Stored data entries:
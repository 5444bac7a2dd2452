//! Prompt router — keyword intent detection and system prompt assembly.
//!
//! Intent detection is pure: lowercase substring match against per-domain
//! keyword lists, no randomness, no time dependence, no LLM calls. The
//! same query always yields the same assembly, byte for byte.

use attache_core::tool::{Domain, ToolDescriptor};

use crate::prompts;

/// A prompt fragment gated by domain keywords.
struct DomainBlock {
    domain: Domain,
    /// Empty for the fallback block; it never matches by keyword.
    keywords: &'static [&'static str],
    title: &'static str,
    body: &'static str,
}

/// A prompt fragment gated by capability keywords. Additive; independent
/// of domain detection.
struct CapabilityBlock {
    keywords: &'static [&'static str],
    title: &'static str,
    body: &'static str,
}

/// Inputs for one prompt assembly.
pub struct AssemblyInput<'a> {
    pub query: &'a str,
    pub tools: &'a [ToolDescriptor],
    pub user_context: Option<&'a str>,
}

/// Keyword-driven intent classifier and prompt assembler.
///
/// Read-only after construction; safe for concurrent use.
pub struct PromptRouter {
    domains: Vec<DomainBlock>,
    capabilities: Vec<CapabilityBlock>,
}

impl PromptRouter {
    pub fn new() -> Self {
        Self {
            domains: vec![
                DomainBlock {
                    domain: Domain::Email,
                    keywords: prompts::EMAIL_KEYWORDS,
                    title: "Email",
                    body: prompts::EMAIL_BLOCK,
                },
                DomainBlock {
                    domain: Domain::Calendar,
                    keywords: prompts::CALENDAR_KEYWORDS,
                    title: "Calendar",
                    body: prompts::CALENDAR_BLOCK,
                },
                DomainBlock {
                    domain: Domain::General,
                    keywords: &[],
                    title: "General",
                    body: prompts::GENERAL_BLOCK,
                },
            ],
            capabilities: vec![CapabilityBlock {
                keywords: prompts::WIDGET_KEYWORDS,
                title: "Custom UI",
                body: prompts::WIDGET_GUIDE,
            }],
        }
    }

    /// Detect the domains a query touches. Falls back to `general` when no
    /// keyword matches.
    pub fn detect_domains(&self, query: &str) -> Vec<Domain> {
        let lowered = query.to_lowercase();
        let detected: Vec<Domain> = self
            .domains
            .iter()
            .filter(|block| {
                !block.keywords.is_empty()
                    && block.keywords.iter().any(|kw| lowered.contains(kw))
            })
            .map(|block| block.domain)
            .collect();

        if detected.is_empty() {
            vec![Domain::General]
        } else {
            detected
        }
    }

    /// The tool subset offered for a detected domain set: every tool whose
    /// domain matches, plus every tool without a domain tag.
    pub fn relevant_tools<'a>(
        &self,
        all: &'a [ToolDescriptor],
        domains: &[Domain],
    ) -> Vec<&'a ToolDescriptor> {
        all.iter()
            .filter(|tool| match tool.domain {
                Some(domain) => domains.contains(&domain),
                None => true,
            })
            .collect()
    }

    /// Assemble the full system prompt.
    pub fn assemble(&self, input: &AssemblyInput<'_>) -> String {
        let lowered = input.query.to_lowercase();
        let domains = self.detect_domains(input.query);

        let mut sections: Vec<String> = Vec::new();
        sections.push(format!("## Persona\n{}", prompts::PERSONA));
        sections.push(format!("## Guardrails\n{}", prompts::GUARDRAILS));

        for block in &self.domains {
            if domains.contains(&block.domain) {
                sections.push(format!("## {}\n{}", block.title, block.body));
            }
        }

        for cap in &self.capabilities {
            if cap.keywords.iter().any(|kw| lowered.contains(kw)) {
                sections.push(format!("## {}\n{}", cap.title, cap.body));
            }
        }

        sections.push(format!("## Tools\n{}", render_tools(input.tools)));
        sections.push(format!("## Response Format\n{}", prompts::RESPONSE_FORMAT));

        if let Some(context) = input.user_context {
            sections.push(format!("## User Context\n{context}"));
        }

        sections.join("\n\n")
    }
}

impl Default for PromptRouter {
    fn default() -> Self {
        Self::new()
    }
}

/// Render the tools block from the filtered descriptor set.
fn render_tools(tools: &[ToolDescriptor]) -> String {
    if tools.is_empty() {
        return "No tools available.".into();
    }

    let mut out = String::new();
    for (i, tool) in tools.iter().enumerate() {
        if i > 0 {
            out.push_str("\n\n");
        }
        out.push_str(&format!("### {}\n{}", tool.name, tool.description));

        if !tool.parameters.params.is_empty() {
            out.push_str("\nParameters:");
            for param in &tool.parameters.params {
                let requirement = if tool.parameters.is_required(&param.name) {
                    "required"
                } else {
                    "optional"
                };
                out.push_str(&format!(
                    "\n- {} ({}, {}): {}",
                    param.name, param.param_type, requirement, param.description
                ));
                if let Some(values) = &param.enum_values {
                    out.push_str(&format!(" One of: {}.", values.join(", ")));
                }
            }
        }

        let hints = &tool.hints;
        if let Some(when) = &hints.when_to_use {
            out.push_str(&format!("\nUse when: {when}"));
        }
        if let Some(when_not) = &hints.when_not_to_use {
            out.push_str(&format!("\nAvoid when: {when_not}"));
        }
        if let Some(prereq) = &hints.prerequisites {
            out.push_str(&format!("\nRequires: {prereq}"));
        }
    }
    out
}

* * *

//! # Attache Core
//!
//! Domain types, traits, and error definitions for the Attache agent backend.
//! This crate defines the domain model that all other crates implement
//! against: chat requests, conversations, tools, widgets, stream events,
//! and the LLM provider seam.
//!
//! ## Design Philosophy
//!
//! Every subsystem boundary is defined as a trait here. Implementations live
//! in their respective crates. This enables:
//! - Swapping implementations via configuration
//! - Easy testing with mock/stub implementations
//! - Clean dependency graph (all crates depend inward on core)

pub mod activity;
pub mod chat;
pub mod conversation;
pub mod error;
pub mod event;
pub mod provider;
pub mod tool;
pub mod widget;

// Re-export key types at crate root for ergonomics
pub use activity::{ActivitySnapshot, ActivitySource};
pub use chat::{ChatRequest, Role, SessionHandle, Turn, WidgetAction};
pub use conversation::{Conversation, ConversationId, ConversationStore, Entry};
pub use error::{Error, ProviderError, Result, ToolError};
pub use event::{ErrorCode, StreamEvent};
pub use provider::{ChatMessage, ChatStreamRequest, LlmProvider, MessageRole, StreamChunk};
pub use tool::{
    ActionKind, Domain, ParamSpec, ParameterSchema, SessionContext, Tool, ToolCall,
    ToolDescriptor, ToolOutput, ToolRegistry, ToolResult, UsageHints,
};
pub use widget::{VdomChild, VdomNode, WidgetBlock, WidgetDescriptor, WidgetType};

---

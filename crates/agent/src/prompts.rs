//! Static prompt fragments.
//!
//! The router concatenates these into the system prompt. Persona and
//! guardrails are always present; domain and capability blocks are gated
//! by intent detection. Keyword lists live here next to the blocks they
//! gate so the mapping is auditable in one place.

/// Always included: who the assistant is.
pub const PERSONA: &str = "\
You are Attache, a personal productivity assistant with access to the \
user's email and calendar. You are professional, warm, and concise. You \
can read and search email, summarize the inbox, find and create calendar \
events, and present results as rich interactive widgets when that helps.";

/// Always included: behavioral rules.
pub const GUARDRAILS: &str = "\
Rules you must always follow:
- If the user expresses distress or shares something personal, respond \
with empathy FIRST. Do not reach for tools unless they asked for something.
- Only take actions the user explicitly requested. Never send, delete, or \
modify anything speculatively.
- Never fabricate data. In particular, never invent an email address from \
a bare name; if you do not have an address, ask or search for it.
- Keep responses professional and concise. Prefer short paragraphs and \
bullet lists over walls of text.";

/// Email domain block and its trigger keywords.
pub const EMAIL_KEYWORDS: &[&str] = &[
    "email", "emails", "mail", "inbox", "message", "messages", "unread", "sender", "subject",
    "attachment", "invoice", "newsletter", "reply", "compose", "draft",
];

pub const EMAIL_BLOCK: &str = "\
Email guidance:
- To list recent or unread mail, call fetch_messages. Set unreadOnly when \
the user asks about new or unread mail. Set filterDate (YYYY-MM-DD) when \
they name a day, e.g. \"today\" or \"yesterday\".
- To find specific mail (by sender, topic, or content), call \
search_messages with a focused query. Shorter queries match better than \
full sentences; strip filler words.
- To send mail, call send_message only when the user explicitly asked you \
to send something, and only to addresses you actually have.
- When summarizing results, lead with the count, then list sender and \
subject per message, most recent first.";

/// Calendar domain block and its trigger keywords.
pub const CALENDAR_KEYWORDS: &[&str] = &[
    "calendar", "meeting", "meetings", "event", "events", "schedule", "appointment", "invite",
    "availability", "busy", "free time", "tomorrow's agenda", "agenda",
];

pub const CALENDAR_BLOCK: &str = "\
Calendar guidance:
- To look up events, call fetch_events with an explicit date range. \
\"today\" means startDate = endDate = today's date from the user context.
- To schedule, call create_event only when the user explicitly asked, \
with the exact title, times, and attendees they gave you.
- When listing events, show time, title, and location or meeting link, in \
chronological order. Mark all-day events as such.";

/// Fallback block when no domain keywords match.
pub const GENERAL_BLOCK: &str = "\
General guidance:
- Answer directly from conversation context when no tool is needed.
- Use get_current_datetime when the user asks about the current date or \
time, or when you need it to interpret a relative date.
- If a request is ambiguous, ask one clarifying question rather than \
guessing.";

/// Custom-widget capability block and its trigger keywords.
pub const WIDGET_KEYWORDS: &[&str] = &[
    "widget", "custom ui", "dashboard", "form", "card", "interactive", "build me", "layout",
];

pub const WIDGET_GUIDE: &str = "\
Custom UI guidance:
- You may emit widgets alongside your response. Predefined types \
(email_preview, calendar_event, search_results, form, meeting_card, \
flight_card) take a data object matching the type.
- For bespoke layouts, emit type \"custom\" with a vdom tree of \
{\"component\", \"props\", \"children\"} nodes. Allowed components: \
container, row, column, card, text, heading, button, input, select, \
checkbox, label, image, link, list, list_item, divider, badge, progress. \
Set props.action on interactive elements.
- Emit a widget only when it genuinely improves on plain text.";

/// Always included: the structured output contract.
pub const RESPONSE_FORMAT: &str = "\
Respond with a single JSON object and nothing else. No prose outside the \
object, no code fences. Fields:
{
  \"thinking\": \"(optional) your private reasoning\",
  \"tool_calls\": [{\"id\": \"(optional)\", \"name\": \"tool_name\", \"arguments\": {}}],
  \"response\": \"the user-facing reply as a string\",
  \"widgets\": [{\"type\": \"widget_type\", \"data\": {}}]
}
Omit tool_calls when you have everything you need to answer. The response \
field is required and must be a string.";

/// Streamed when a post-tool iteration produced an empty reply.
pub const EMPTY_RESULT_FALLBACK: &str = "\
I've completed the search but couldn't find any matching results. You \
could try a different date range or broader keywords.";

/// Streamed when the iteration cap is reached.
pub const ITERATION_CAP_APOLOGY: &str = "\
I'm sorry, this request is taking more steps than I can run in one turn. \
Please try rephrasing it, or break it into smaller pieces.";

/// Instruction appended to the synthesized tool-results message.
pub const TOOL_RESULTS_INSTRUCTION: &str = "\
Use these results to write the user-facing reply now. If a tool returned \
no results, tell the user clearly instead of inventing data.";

• ASSIGNED TASK:
Look above for the line with "they name a"; retype exactly that line, every line after it up to the line with "- To look up", and that line too, nothing else.

• SOLUTION FOR THIS TASK:
they name a day, e.g. \"today\" or \"yesterday\".
- To find specific mail (by sender, topic, or content), call \
search_messages with a focused query. Shorter queries match better than \
full sentences; strip filler words.
- To send mail, call send_message only when the user explicitly asked you \
to send something, and only to addresses you actually have.
- When summarizing results, lead with the count, then list sender and \
subject per message, most recent first.";

/// Calendar domain block and its trigger keywords.
pub const CALENDAR_KEYWORDS: &[&str] = &[
    "calendar", "meeting", "meetings", "event", "events", "schedule", "appointment", "invite",
    "availability", "busy", "free time", "tomorrow's agenda", "agenda",
];

pub const CALENDAR_BLOCK: &str = "\
Calendar guidance:
- To look up events, call fetch_events with an explicit date range. \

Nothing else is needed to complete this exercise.